For Indian nationals in the EB-2 category, the bulletin delivers no movement. The cut-off date is listed as unavailable, meaning no green card numbers are being allocated to EB-2 India applicants in July regardless of their priority date. This outcome, while expected by immigration attorneys tracking the annual cap depletion, is a significant setback for the large backlog of Indian professionals waiting in that category — many of whom face multi-decade waits under the current quota system.
EB-3 India sees a modest two-week advancement in the final action date. While this is positive movement, the pace remains extremely slow relative to the size of the backlog. Indian nationals in the EB-3 skilled worker and professional subcategories continue to have the longest wait times of any nationality in the employment-based green card system.

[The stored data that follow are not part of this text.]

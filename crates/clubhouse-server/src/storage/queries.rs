//! Account and refresh-token queries.

use clubhouse_core::db::unix_timestamp;

use super::db::{ClubhouseDatabase, DatabaseError};
use super::models::{Token, User};

/// Unique column a user is looked up by.
#[derive(Clone, Copy)]
enum UserKey<'a> {
    Id(&'a str),
    Username(&'a str),
}

impl<'a> UserKey<'a> {
    const fn sql(self) -> &'static str {
        match self {
            Self::Id(_) => "SELECT * FROM users WHERE id = ?",
            Self::Username(_) => "SELECT * FROM users WHERE username = ?",
        }
    }

    const fn column(self) -> &'static str {
        match self {
            Self::Id(_) => "id",
            Self::Username(_) => "username",
        }
    }

    const fn bound(self) -> &'a str {
        match self {
            Self::Id(v) | Self::Username(v) => v,
        }
    }
}

impl ClubhouseDatabase {
    /// Insert an account. New accounts are neither admin nor premium.
    /// A taken username is `DatabaseError::Conflict`.
    pub async fn create_user(
        &self,
        id: &str,
        username: &str,
        email: &str,
        password_hash: &str,
    ) -> Result<User, DatabaseError> {
        let now = unix_timestamp();
        let user = sqlx::query_as::<_, User>(
            "INSERT INTO users (id, username, email, password_hash, created_at, updated_at) \
             VALUES (?1, ?2, ?3, ?4, ?5, ?5) RETURNING *",
        )
        .bind(id)
        .bind(username)
        .bind(email)
        .bind(password_hash)
        .bind(now)
        .fetch_one(self.pool())
        .await?;
        Ok(user)
    }

    pub async fn get_user(&self, id: &str) -> Result<User, DatabaseError> {
        self.find_user(UserKey::Id(id)).await
    }

    pub async fn get_user_by_username(&self, username: &str) -> Result<User, DatabaseError> {
        self.find_user(UserKey::Username(username)).await
    }

    async fn find_user(&self, key: UserKey<'_>) -> Result<User, DatabaseError> {
        sqlx::query_as::<_, User>(key.sql())
            .bind(key.bound())
            .fetch_optional(self.pool())
            .await?
            .ok_or_else(|| {
                DatabaseError::NotFound(format!("user with {} {}", key.column(), key.bound()))
            })
    }

    /// Set or clear the admin flag of an existing account.
    pub async fn set_admin(&self, username: &str, is_admin: bool) -> Result<User, DatabaseError> {
        sqlx::query_as::<_, User>(
            "UPDATE users SET is_admin = ?1, updated_at = ?2 WHERE username = ?3 RETURNING *",
        )
        .bind(is_admin)
        .bind(unix_timestamp())
        .bind(username)
        .fetch_optional(self.pool())
        .await?
        .ok_or_else(|| DatabaseError::NotFound(format!("user with username {username}")))
    }

    /// Remember a refresh token by its digest.
    pub async fn create_token(
        &self,
        id: &str,
        user_id: &str,
        token_hash: &str,
        expires_at: i64,
    ) -> Result<Token, DatabaseError> {
        let token = sqlx::query_as::<_, Token>(
            "INSERT INTO tokens (id, user_id, token_hash, expires_at, created_at) \
             VALUES (?1, ?2, ?3, ?4, ?5) RETURNING *",
        )
        .bind(id)
        .bind(user_id)
        .bind(token_hash)
        .bind(expires_at)
        .bind(unix_timestamp())
        .fetch_one(self.pool())
        .await?;
        Ok(token)
    }

    /// The token with this digest, unless it is revoked or past its expiry.
    pub async fn live_token(&self, token_hash: &str) -> Result<Option<Token>, DatabaseError> {
        Ok(sqlx::query_as::<_, Token>(
            "SELECT * FROM tokens WHERE token_hash = ?1 AND revoked = 0 AND expires_at > ?2",
        )
        .bind(token_hash)
        .bind(unix_timestamp())
        .fetch_optional(self.pool())
        .await?)
    }

    /// Mark a token revoked. Only the first caller gets `true`, which makes
    /// refresh rotation single-use under concurrency.
    pub async fn revoke_token(&self, id: &str) -> Result<bool, DatabaseError> {
        let done = sqlx::query("UPDATE tokens SET revoked = 1 WHERE id = ?1 AND revoked = 0")
            .bind(id)
            .execute(self.pool())
            .await?;
        Ok(done.rows_affected() == 1)
    }
}
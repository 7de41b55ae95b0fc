//! Authentication for the Clubhouse server.
//!
//! Provides JWT token management, password hashing, and the caller
//! `Identity` handed to the premium workflow.

pub mod claims;
pub mod identity;
pub mod jwt;
pub mod password;

pub use claims::{Claims, TokenKind};
pub use identity::Identity;
pub use jwt::{IssuedToken, JwtManager, Subject};
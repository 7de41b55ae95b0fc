//! SQLite plumbing shared by the storage layer.

use std::path::Path;
use std::time::{Duration, SystemTime, UNIX_EPOCH};

use sqlx::sqlite::{SqliteConnectOptions, SqliteJournalMode, SqlitePoolOptions};
use sqlx::{Pool, Sqlite};
use tracing::{debug, info};

const FILE_POOL_SIZE: u32 = 5;
const BUSY_TIMEOUT: Duration = Duration::from_secs(5);

#[derive(Debug, thiserror::Error)]
pub enum DatabaseError {
    #[error("I/O error: {0}")]
    Io(String),

    #[error("Connection error: {0}")]
    Connection(String),

    #[error("Migration error: {0}")]
    Migration(String),

    #[error("Query error: {0}")]
    Query(String),

    #[error("Not found: {0}")]
    NotFound(String),

    /// A uniqueness constraint refused the write.
    #[error("Conflict: {0}")]
    Conflict(String),
}

impl DatabaseError {
    pub const fn is_not_found(&self) -> bool {
        matches!(self, Self::NotFound(_))
    }
}

impl From<sqlx::Error> for DatabaseError {
    fn from(e: sqlx::Error) -> Self {
        match e {
            sqlx::Error::Database(db) if db.is_unique_violation() => {
                Self::Conflict(db.message().to_owned())
            }
            sqlx::Error::Io(io) => Self::Io(io.to_string()),
            other => Self::Query(other.to_string()),
        }
    }
}

/// Where a pool points.
#[derive(Debug, Clone, Copy)]
pub enum Location<'a> {
    File(&'a Path),
    /// Private in-memory database. Held on one connection, since each
    /// `:memory:` connection is a separate database.
    Memory,
}

/// Connect with WAL journaling and foreign keys on.
///
/// File databases get their parent directory created and a busy timeout so
/// concurrent writers wait for the lock.
pub async fn connect(location: Location<'_>) -> Result<Pool<Sqlite>, DatabaseError> {
    let (options, pool_size) = match location {
        Location::File(path) => {
            if let Some(parent) = path.parent() {
                std::fs::create_dir_all(parent).map_err(|e| DatabaseError::Io(e.to_string()))?;
            }
            let options = SqliteConnectOptions::new()
                .filename(path)
                .create_if_missing(true)
                .busy_timeout(BUSY_TIMEOUT);
            (options, FILE_POOL_SIZE)
        }
        Location::Memory => (SqliteConnectOptions::new().in_memory(true), 1),
    };

    let pool = SqlitePoolOptions::new()
        .max_connections(pool_size)
        .connect_with(
            options
                .journal_mode(SqliteJournalMode::Wal)
                .foreign_keys(true),
        )
        .await
        .map_err(|e| DatabaseError::Connection(e.to_string()))?;

    match location {
        Location::File(path) => info!(path = %path.display(), "Database opened"),
        Location::Memory => debug!("In-memory database opened"),
    }
    Ok(pool)
}

/// Seconds since the Unix epoch.
#[allow(clippy::cast_possible_wrap)]
pub fn unix_timestamp() -> i64 {
    SystemTime::now()
        .duration_since(UNIX_EPOCH)
        .map_or(0, |d| d.as_secs() as i64)
}

/// Declare a cloneable database handle over a migrated pool.
///
/// The generated type gets `open(path)`, `open_in_memory()` and `pool()`.
/// Migrations come from `./migrations` of the crate invoking the macro.
///
/// ```ignore
/// clubhouse_core::define_database!(ClubhouseDatabase, "Clubhouse database migrations complete");
/// ```
#[macro_export]
macro_rules! define_database {
    ($name:ident, $migrated:expr) => {
        #[derive(Clone)]
        pub struct $name {
            pool: ::sqlx::Pool<::sqlx::Sqlite>,
        }

        impl $name {
            pub async fn open(
                path: &::std::path::Path,
            ) -> ::std::result::Result<Self, $crate::db::DatabaseError> {
                Self::migrated($crate::db::Location::File(path)).await
            }

            /// Fresh private database, for tests.
            pub async fn open_in_memory() -> ::std::result::Result<Self, $crate::db::DatabaseError>
            {
                Self::migrated($crate::db::Location::Memory).await
            }

            async fn migrated(
                location: $crate::db::Location<'_>,
            ) -> ::std::result::Result<Self, $crate::db::DatabaseError> {
                let pool = $crate::db::connect(location).await?;
                ::sqlx::migrate!("./migrations")
                    .run(&pool)
                    .await
                    .map_err(|e| $crate::db::DatabaseError::Migration(e.to_string()))?;
                ::tracing::info!($migrated);
                Ok(Self { pool })
            }

            pub const fn pool(&self) -> &::sqlx::Pool<::sqlx::Sqlite> {
                &self.pool
            }
        }
    };
}
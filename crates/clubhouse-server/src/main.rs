//! Clubhouse Server
//!
//! gRPC server for member accounts and the premium membership workflow.

use std::net::SocketAddr;
use std::path::PathBuf;
use std::sync::Arc;
use std::time::Duration;

use anyhow::Context;
use clap::Parser;
use tonic::transport::Server;
use tracing::{info, warn};

use clubhouse_core::config::load_config;
use clubhouse_core::tracing_init::init_tracing;
use clubhouse_proto::v1::auth_service_server::AuthServiceServer;
use clubhouse_proto::v1::premium_admin_service_server::PremiumAdminServiceServer;
use clubhouse_proto::v1::premium_service_server::PremiumServiceServer;

use clubhouse_server::auth::JwtManager;
use clubhouse_server::blob::LocalBlobStore;
use clubhouse_server::premium::PremiumWorkflow;
use clubhouse_server::server::{
    AuthServiceImpl, PremiumAdminServiceImpl, PremiumServiceImpl, jwt_interceptor,
};
use clubhouse_server::storage::ClubhouseDatabase;

const DEV_JWT_SECRET: &str = "dev-secret-change-me";

#[derive(Parser, Debug)]
#[command(name = "clubhouse-server")]
#[command(version, about = "Clubhouse server - member accounts and premium workflow")]
struct Args {
    /// Path to a JSON settings file.
    #[arg(long)]
    config: Option<PathBuf>,

    /// Address to listen on.
    #[arg(long)]
    addr: Option<SocketAddr>,

    /// Path to SQLite database file.
    #[arg(long)]
    db_path: Option<PathBuf>,

    /// Directory where payment proofs are stored.
    #[arg(long)]
    blob_root: Option<PathBuf>,

    /// JWT secret key.
    #[arg(long, env = "CLUBHOUSE_JWT_SECRET", default_value = DEV_JWT_SECRET)]
    jwt_secret: String,

    /// Access token TTL in seconds.
    #[arg(long)]
    access_ttl: Option<i64>,

    /// Refresh token TTL in seconds.
    #[arg(long)]
    refresh_ttl: Option<i64>,

    /// Output logs as JSON (for structured log aggregation).
    #[arg(long)]
    log_json: bool,

    /// Grant the admin role to an existing user at startup.
    #[arg(long, value_name = "USERNAME")]
    bootstrap_admin: Option<String>,
}

#[tokio::main]
async fn main() -> anyhow::Result<()> {
    let args = Args::parse();

    let mut config = load_config(args.config.as_deref())?;
    if let Some(addr) = args.addr {
        config.server.addr = addr;
    }
    if let Some(ttl) = args.access_ttl {
        config.auth.access_ttl_secs = ttl;
    }
    if let Some(ttl) = args.refresh_ttl {
        config.auth.refresh_ttl_secs = ttl;
    }
    if args.log_json {
        config.logging.json = true;
    }
    config.validate()?;

    init_tracing(&config.logging)?;

    info!(
        version = env!("CARGO_PKG_VERSION"),
        addr = %config.server.addr,
        "Starting clubhouse-server"
    );

    if args.jwt_secret == DEV_JWT_SECRET {
        warn!("Using the built-in development JWT secret; set CLUBHOUSE_JWT_SECRET in production");
    }

    let db_path = match args.db_path.or_else(|| config.server.database_path.clone()) {
        Some(path) => path,
        None => default_data_dir()?.join("clubhouse.db"),
    };
    info!(path = %db_path.display(), "Opening clubhouse database");
    let db = ClubhouseDatabase::open(&db_path).await?;

    if let Some(username) = &args.bootstrap_admin {
        db.set_admin(username, true)
            .await
            .with_context(|| format!("Cannot grant admin role to {username}"))?;
        info!(username = %username, "Admin role granted");
    }

    let blob_root = match args.blob_root.or_else(|| config.server.blob_root.clone()) {
        Some(path) => path,
        None => default_data_dir()?.join("proofs"),
    };
    info!(path = %blob_root.display(), "Storing payment proofs");
    let blobs = Arc::new(LocalBlobStore::new(blob_root));

    let jwt = Arc::new(JwtManager::new(
        args.jwt_secret.as_bytes(),
        config.auth.access_ttl_secs,
        config.auth.refresh_ttl_secs,
    ));

    let workflow = Arc::new(PremiumWorkflow::new(db.clone(), blobs, config.premium));

    // Build services
    let auth = AuthServiceImpl::new(db, Arc::clone(&jwt));
    let premium = PremiumServiceImpl::new(Arc::clone(&workflow));
    let admin = PremiumAdminServiceImpl::new(workflow);

    let jwt_check = jwt_interceptor(jwt);

    let (health_reporter, health_service) = tonic_health::server::health_reporter();
    health_reporter
        .set_serving::<AuthServiceServer<AuthServiceImpl>>()
        .await;
    health_reporter
        .set_serving::<PremiumServiceServer<PremiumServiceImpl>>()
        .await;
    health_reporter
        .set_serving::<PremiumAdminServiceServer<PremiumAdminServiceImpl>>()
        .await;

    let grpc_router = Server::builder()
        .http2_keepalive_interval(Some(Duration::from_secs(30)))
        .http2_keepalive_timeout(Some(Duration::from_secs(10)))
        .add_service(health_service)
        .add_service(AuthServiceServer::new(auth))
        .add_service(PremiumServiceServer::with_interceptor(
            premium,
            jwt_check.clone(),
        ))
        .add_service(PremiumAdminServiceServer::with_interceptor(
            admin, jwt_check,
        ));

    info!(addr = %config.server.addr, "Clubhouse server listening");

    tokio::select! {
        result = grpc_router.serve(config.server.addr) => {
            result?;
        }
        _ = tokio::signal::ctrl_c() => {
            info!("Received shutdown signal");
        }
    }

    info!("Clubhouse server stopped");
    Ok(())
}

fn default_data_dir() -> anyhow::Result<PathBuf> {
    let home =
        dirs::home_dir().ok_or_else(|| anyhow::anyhow!("Cannot determine home directory"))?;
    Ok(home.join(".clubhouse"))
}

A significant procedural change also takes effect in July. USCIS has announced it will use the Final Action Dates chart — rather than the Dates for Filing chart — when determining eligibility for adjustment of status applications in the employment-based categories. Previously, USCIS had been using the Dates for Filing chart, which allows applicants to file their I-485 adjustment applications earlier than the Final Action Date. Switching back to the Final Action Dates chart restricts who can file in July, which affects applicants who had been preparing documents in anticipation of filing under the more permissive dates.
The USCIS Visa Bulletin is among the most-searched immigration topics in the US and in diaspora communities worldwide, including Bangladesh, where a significant number of Bangladeshi-Americans and Indian-Americans closely track these updates. The bulletin also affects EB-1 India, which is seeing slight retrogression in July according to analysis by immigration firm Fragomen. Applicants should consult the official State Department visa bulletin for exact dates and confirm filing eligibility with an immigration attorney. The USCIS Android 17 update and other digital tools have made tracking priority dates easier for applicants managing long waits.
The per-country cap that drives these backlogs has been the subject of reform proposals in Congress for years. No legislative fix has passed. Until one does, the July 2026 bulletin is another month of waiting for hundreds of thousands of skilled workers in the queue.